## Source data
*-*-*

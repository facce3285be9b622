//! データセットと事前学習済み特徴抽出器の取得
//!
//! どちらもローカルに存在すればダウンロード・展開を省略します。

use anyhow::{Context, Result};
use flate2::read::GzDecoder;
use std::fs::File;
use std::io::{Read, Write};
use std::path::{Path, PathBuf};
use tracing::{debug, info};
use url::Url;

/// URLの最後のパス要素（アーカイブのファイル名）
pub fn archive_file_name(url: &str) -> Option<String> {
    let parsed = Url::parse(url).ok()?;
    parsed
        .path_segments()?
        .filter(|segment| !segment.is_empty())
        .last()
        .map(|segment| segment.to_string())
}

/// アーカイブ名から展開先ディレクトリ名を求める（`flower_photos.tgz` -> `flower_photos`）
pub fn archive_stem(url: &str) -> Option<String> {
    let name = archive_file_name(url)?;
    let stem = [".tar.gz", ".tgz", ".tar"]
        .iter()
        .find_map(|ext| name.strip_suffix(ext))
        .unwrap_or(&name);
    Some(stem.to_string())
}

/// データセットを取得して展開済みディレクトリを返す
///
/// アーカイブ・展開済みディレクトリが既にあればそれぞれ省略します。
pub fn ensure_dataset(url: &str, data_dir: &Path) -> Result<PathBuf> {
    let file_name =
        archive_file_name(url).with_context(|| format!("URLからファイル名を決定できません: {}", url))?;
    let stem = archive_stem(url).unwrap_or_else(|| file_name.clone());

    let archive = data_dir.join(&file_name);
    download_if_missing(url, &archive)?;
    extract_if_missing(&archive, data_dir, &stem)
}

/// ファイルが無ければダウンロードする
pub fn download_if_missing(url: &str, destination: &Path) -> Result<()> {
    if destination.exists() {
        info!("ダウンロード済みのため省略します: {}", destination.display());
        return Ok(());
    }

    if let Some(parent) = destination.parent() {
        std::fs::create_dir_all(parent)
            .with_context(|| format!("ディレクトリ作成エラー: {}", parent.display()))?;
    }

    info!("ダウンロード中: {}", url);
    let response = reqwest::blocking::get(url)
        .and_then(|response| response.error_for_status())
        .with_context(|| format!("ダウンロードに失敗しました: {}", url))?;
    let written = write_streamed(response, destination)?;

    info!("ダウンロード完了: {} ({} bytes)", destination.display(), written);
    Ok(())
}

/// 読み込み元を一時ファイル（`.part`）へ逐次書き込み、完了後に移動する
fn write_streamed<R: Read>(mut reader: R, destination: &Path) -> Result<u64> {
    let partial = destination.with_extension("part");
    let mut file = File::create(&partial)
        .with_context(|| format!("ファイル作成エラー: {}", partial.display()))?;
    let written = std::io::copy(&mut reader, &mut file)
        .with_context(|| format!("書き込みに失敗しました: {}", partial.display()))?;
    file.flush()?;
    drop(file);
    std::fs::rename(&partial, destination)
        .with_context(|| format!("ファイル移動エラー: {}", destination.display()))?;
    Ok(written)
}

/// `data_dir/target` が無ければ tar.gz を `data_dir` に展開する
pub fn extract_if_missing(archive: &Path, data_dir: &Path, target: &str) -> Result<PathBuf> {
    let extracted = data_dir.join(target);
    if extracted.is_dir() {
        info!("展開済みのため省略します: {}", extracted.display());
        return Ok(extracted);
    }

    info!("展開中: {}", archive.display());
    let file =
        File::open(archive).with_context(|| format!("アーカイブを開けません: {}", archive.display()))?;
    tar::Archive::new(GzDecoder::new(file))
        .unpack(data_dir)
        .with_context(|| format!("展開に失敗しました: {}", archive.display()))?;

    anyhow::ensure!(
        extracted.is_dir(),
        "展開後に {} が見つかりません",
        extracted.display()
    );
    Ok(extracted)
}

/// 特徴抽出器の参照（URLまたはパス）をローカルファイルのパスに解決
///
/// - `http`/`https`: `cache_dir` に一度だけダウンロード
/// - `file://` とパス: そのまま（存在しなければエラー）
pub fn resolve_extractor(handle: &str, cache_dir: &Path) -> Result<PathBuf> {
    let local = match Url::parse(handle) {
        // Windowsのドライブレター（C:\...）はURLとして解釈されるのでパス扱い
        Ok(url) if url.scheme().len() > 1 => match url.scheme() {
            "http" | "https" => {
                let file_name = archive_file_name(handle)
                    .with_context(|| format!("URLからファイル名を決定できません: {}", handle))?;
                let destination = cache_dir.join(file_name);
                download_if_missing(handle, &destination)?;
                destination
            }
            "file" => url
                .to_file_path()
                .map_err(|_| anyhow::anyhow!("不正なfile URLです: {}", handle))?,
            scheme => anyhow::bail!("未対応のスキームです: {} ({})", scheme, handle),
        },
        _ => PathBuf::from(handle),
    };

    anyhow::ensure!(
        local.is_file(),
        "特徴抽出器の重みファイルが見つかりません: {}",
        local.display()
    );
    debug!("特徴抽出器: {} -> {}", handle, local.display());
    Ok(local)
}

#[cfg(test)]
mod tests {
    use super::*;
    use flate2::write::GzEncoder;
    use flate2::Compression;

    fn write_archive(path: &Path) {
        let file = File::create(path).unwrap();
        let mut builder = tar::Builder::new(GzEncoder::new(file, Compression::default()));
        let content = b"image";
        let mut header = tar::Header::new_gnu();
        header.set_path("flower_photos/daisy/001.jpg").unwrap();
        header.set_size(content.len() as u64);
        header.set_mode(0o644);
        header.set_cksum();
        builder.append(&header, &content[..]).unwrap();
        builder.into_inner().unwrap().finish().unwrap();
    }

    #[test]
    fn test_archive_names() {
        let url = "https://storage.googleapis.com/download.tensorflow.org/example_images/flower_photos.tgz";
        assert_eq!(archive_file_name(url).as_deref(), Some("flower_photos.tgz"));
        assert_eq!(archive_stem(url).as_deref(), Some("flower_photos"));
        assert_eq!(
            archive_stem("https://example.com/a/data.tar.gz").as_deref(),
            Some("data")
        );
        assert_eq!(archive_file_name("not a url"), None);
    }

    #[test]
    fn test_write_streamed_moves_partial_file() {
        let dir = tempfile::tempdir().unwrap();
        let destination = dir.path().join("flower_photos.tgz");
        let payload = vec![7u8; 200_000];

        let written = write_streamed(std::io::Cursor::new(payload.clone()), &destination).unwrap();
        assert_eq!(written, payload.len() as u64);
        assert_eq!(std::fs::read(&destination).unwrap(), payload);
        assert!(!destination.with_extension("part").exists());
    }

    #[test]
    fn test_extract_if_missing_is_idempotent() {
        let dir = tempfile::tempdir().unwrap();
        let archive = dir.path().join("flower_photos.tgz");
        write_archive(&archive);

        let extracted = extract_if_missing(&archive, dir.path(), "flower_photos").unwrap();
        assert!(extracted.join("daisy").join("001.jpg").is_file());

        // 2回目はアーカイブを読まない
        std::fs::remove_file(&archive).unwrap();
        let again = extract_if_missing(&archive, dir.path(), "flower_photos").unwrap();
        assert_eq!(again, extracted);
    }

    #[test]
    fn test_ensure_dataset_uses_local_files() {
        let dir = tempfile::tempdir().unwrap();
        write_archive(&dir.path().join("flower_photos.tgz"));

        // アーカイブが既にあるのでネットワークには接続しない
        let extracted =
            ensure_dataset("https://invalid.invalid/flower_photos.tgz", dir.path()).unwrap();
        assert_eq!(extracted, dir.path().join("flower_photos"));
    }

    #[test]
    fn test_resolve_extractor_local_paths() {
        let dir = tempfile::tempdir().unwrap();
        let weights = dir.path().join("extractor.mpk");
        std::fs::write(&weights, b"weights").unwrap();

        let plain = resolve_extractor(weights.to_str().unwrap(), dir.path()).unwrap();
        assert_eq!(plain, weights);

        let file_url = Url::from_file_path(&weights).unwrap();
        assert_eq!(resolve_extractor(file_url.as_str(), dir.path()).unwrap(), weights);

        let cached = dir.path().join("remote.mpk");
        std::fs::write(&cached, b"weights").unwrap();
        assert_eq!(
            resolve_extractor("https://invalid.invalid/models/remote.mpk", dir.path()).unwrap(),
            cached
        );
    }

    #[test]
    fn test_resolve_extractor_errors() {
        let dir = tempfile::tempdir().unwrap();
        assert!(resolve_extractor(dir.path().join("none.mpk").to_str().unwrap(), dir.path()).is_err());
        assert!(resolve_extractor("ftp://example.com/x.mpk", dir.path()).is_err());
    }
}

*-*-*

## Problem requirements
Taking the material above as a whole, how many of its lines contain "anyhow"? The reply should be that number alone.

## Result of the task
5